Celebrating was never an option: things to keep in mind this February

Protesters+march+down+the+sidewalk+during+a+protest+in+response+to+the+grand+jury+decision+on+the+Breonna+Taylor+case+on+Wednesday%2C+Sept.+23%2C+2020%2C+in+Lexington%2C+Kentucky.+Photo+by+Michael+Clubb+%7C+Staff

Protesters march down the sidewalk during a protest in response to the grand jury decision on the Breonna Taylor case on Wednesday, Sept. 23, 2020, in Lexington, Kentucky. Photo by Michael Clubb | Staff

Kayla Woodson

Even after a year of protest against racial injustice, it’s important to recognize Black History Month.  I don’t think it would be far off to argue that if we as a country would’ve acknowledged our racist history and given Black people the credit for everything we’ve created from the get-go, we wouldn’t be in this mess. However, this isn’t to say that just because white people pull out their favorite MLK lines and put black squares on their Instagrams, the cancer that is racism in our society is being cured.

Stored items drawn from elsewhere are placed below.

//! Application error type and its HTTP mapping.
//!
//! Every handler returns `Result<_, AppError>`. The error serializes to a
//! uniform JSON envelope:
//!
//! ```json
//! { "error": { "code": "not_found", "message": "Link not found", "details": { "id": 7 } } }
//! ```

use axum::{
    Json,
    http::{HeaderValue, StatusCode, header},
    response::{IntoResponse, Response},
};
use serde::Serialize;
use serde_json::{Value, json};

use crate::domain::ordering::OrderMismatch;

#[derive(Serialize)]
struct ErrorBody {
    error: ErrorInfo,
}

/// Machine-readable error payload.
#[derive(Debug, Serialize)]
pub struct ErrorInfo {
    pub code: &'static str,
    pub message: String,
    pub details: Value,
}

/// Errors surfaced by services and handlers.
#[derive(Debug, thiserror::Error)]
pub enum AppError {
    #[error("{message}")]
    Validation { message: String, details: Value },

    #[error("{message}")]
    NotFound { message: String, details: Value },

    /// Authentication failure. Never carries the concrete reason.
    #[error("{message}")]
    Unauthorized { message: String },

    #[error("{message}")]
    Internal { message: String, details: Value },
}

impl AppError {
    pub fn bad_request(message: impl Into<String>, details: Value) -> Self {
        Self::Validation {
            message: message.into(),
            details,
        }
    }

    pub fn not_found(message: impl Into<String>, details: Value) -> Self {
        Self::NotFound {
            message: message.into(),
            details,
        }
    }

    /// The single unauthorized outcome shared by login and token checks.
    pub fn unauthorized() -> Self {
        Self::Unauthorized {
            message: "Invalid credentials".to_string(),
        }
    }

    pub fn internal(message: impl Into<String>, details: Value) -> Self {
        Self::Internal {
            message: message.into(),
            details,
        }
    }

    fn status_code(&self) -> StatusCode {
        match self {
            AppError::Validation { .. } => StatusCode::BAD_REQUEST,
            AppError::NotFound { .. } => StatusCode::NOT_FOUND,
            AppError::Unauthorized { .. } => StatusCode::UNAUTHORIZED,
            AppError::Internal { .. } => StatusCode::INTERNAL_SERVER_ERROR,
        }
    }

    pub fn to_error_info(&self) -> ErrorInfo {
        let (code, message, details) = match self {
            AppError::Validation { message, details } => {
                ("validation_error", message.clone(), details.clone())
            }
            AppError::NotFound { message, details } => {
                ("not_found", message.clone(), details.clone())
            }
            AppError::Unauthorized { message } => ("unauthorized", message.clone(), json!({})),
            AppError::Internal { message, details } => {
                ("internal_error", message.clone(), details.clone())
            }
        };

        ErrorInfo {
            code,
            message,
            details,
        }
    }
}

impl IntoResponse for AppError {
    fn into_response(self) -> Response {
        let status = self.status_code();
        let body = ErrorBody {
            error: self.to_error_info(),
        };

        let mut response = (status, Json(body)).into_response();

        // RFC 6750
        if status == StatusCode::UNAUTHORIZED {
            response
                .headers_mut()
                .insert(header::WWW_AUTHENTICATE, HeaderValue::from_static("Bearer"));
        }

        response
    }
}

impl From<sqlx::Error> for AppError {
    fn from(e: sqlx::Error) -> Self {
        tracing::error!(error = ?e, "Database error");
        AppError::internal("Database error", json!({}))
    }
}

impl From<OrderMismatch> for AppError {
    fn from(mismatch: OrderMismatch) -> Self {
        AppError::bad_request(
            "Id list does not match the existing links",
            json!({
                "missing": mismatch.missing,
                "unknown": mismatch.unknown,
                "duplicates": mismatch.duplicates,
            }),
        )
    }
}

impl From<validator::ValidationErrors> for AppError {
    fn from(errors: validator::ValidationErrors) -> Self {
        let fields: serde_json::Map<String, Value> = errors
            .field_errors()
            .into_iter()
            .map(|(field, errs)| {
                let messages: Vec<String> = errs
                    .iter()
                    .map(|e| {
                        e.message
                            .as_ref()
                            .map(|m| m.to_string())
                            .unwrap_or_else(|| e.code.to_string())
                    })
                    .collect();
                (field.to_string(), json!(messages))
            })
            .collect();

        AppError::bad_request("Validation failed", json!({ "fields": fields }))
    }
}

#[cfg(test)]
mod tests {
    use super::*;

    #[test]
    fn test_status_codes() {
        assert_eq!(
            AppError::bad_request("x", json!({})).status_code(),
            StatusCode::BAD_REQUEST
        );
        assert_eq!(
            AppError::not_found("x", json!({})).status_code(),
            StatusCode::NOT_FOUND
        );
        assert_eq!(
            AppError::unauthorized().status_code(),
            StatusCode::UNAUTHORIZED
        );
        assert_eq!(
            AppError::internal("x", json!({})).status_code(),
            StatusCode::INTERNAL_SERVER_ERROR
        );
    }

    #[test]
    fn test_unauthorized_response_has_challenge_header() {
        let response = AppError::unauthorized().into_response();

        assert_eq!(response.status(), StatusCode::UNAUTHORIZED);
        assert_eq!(
            response.headers().get(header::WWW_AUTHENTICATE).unwrap(),
            "Bearer"
        );
    }

    #[test]
    fn test_unauthorized_info_has_no_details() {
        let info = AppError::unauthorized().to_error_info();

        assert_eq!(info.code, "unauthorized");
        assert_eq!(info.details, json!({}));
    }

    #[test]
    fn test_order_mismatch_details() {
        let err = AppError::from(OrderMismatch {
            missing: vec![1, 3],
            unknown: vec![9],
            duplicates: vec![2],
        });
        let info = err.to_error_info();

        assert_eq!(info.code, "validation_error");
        assert_eq!(info.details["missing"], json!([1, 3]));
        assert_eq!(info.details["unknown"], json!([9]));
        assert_eq!(info.details["duplicates"], json!([2]));
    }
}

I made the conscious decision about a year or two ago to stop talking to white people about race. I can’t remember when I officially put my foot down and made that decision, but I know it had to be in response to something. Maybe it was another story of a police officer killing a Black person. Maybe it was a video of a school officer slamming a Black child to the ground in retribution for a minor offense. Or maybe it was when I realized a lot of people refuse to acknowledge this country was built on the commodity, pain, and suffering of Black and indigenous people.                                                                                                                                                                                                                                                                                                                                                                                                                                                                                                                                                   

The point is that I don’t know when, but I do know that during that time, I was doing a disservice to myself. I realized in response to the murder of Breonna Taylor that I was in the wrong by keeping my mouth shut and letting people exist in spaces without feeling a tad bit as uncomfortable as I did. 

My whole reasoning was this concept that “Google is free,” a simple sentence my own mother tells me in a sing-song tone every time I ask her a question. But herein lies the issue of people not knowing what to Google about. We have gotten away with a watered-down version of history that has made it hard to know where to start in terms of unlearning rhetoric and propaganda in order to get to the truth of the matter. 

And the truth is racism is more than slurs and supremacist ideology.

So now, I talk about my experience as it is, no more, no less. Other Black people and I do not exist to trauma dump as if we’re writing a scholarship essay in order to beg white people to believe in racism. 

Racism is not a ghost or boogie man. 

It is blatant. It is in everyone’s face. Black people and other people of color owe white people nothing. Everything that we do as oppressed people in an oppressive society should be purely for self-preservation.

Just because we had a “reckoning” in how we report and see racial injustice doesn’t mean we get to stop talking about it. I think if anything, this Black History Month will serve as a turning point in how we talk about the history of race in America. Maybe I’m being a bit optimistic, but I think white people are starting to clue in on why phrases like, “this isn’t who we are” in the face of predictable insurgence are not okay, and have started to shift the tide from the “perfect American image” hill people are willing to die on.

Reaffirming statements are tools, usually given to a person by a mental health counselor to use in order to rebuild confidence and ground themselves. Black Lives Matter is a reaffirming statement, a statement that needed to be created because Black people were shown through the action of the government and social constructs that their lives did not hold the same value to their white counterparts. 

It’s great to celebrate Black history, but there’s still more Black history to learn about, and even more importantly, to be made.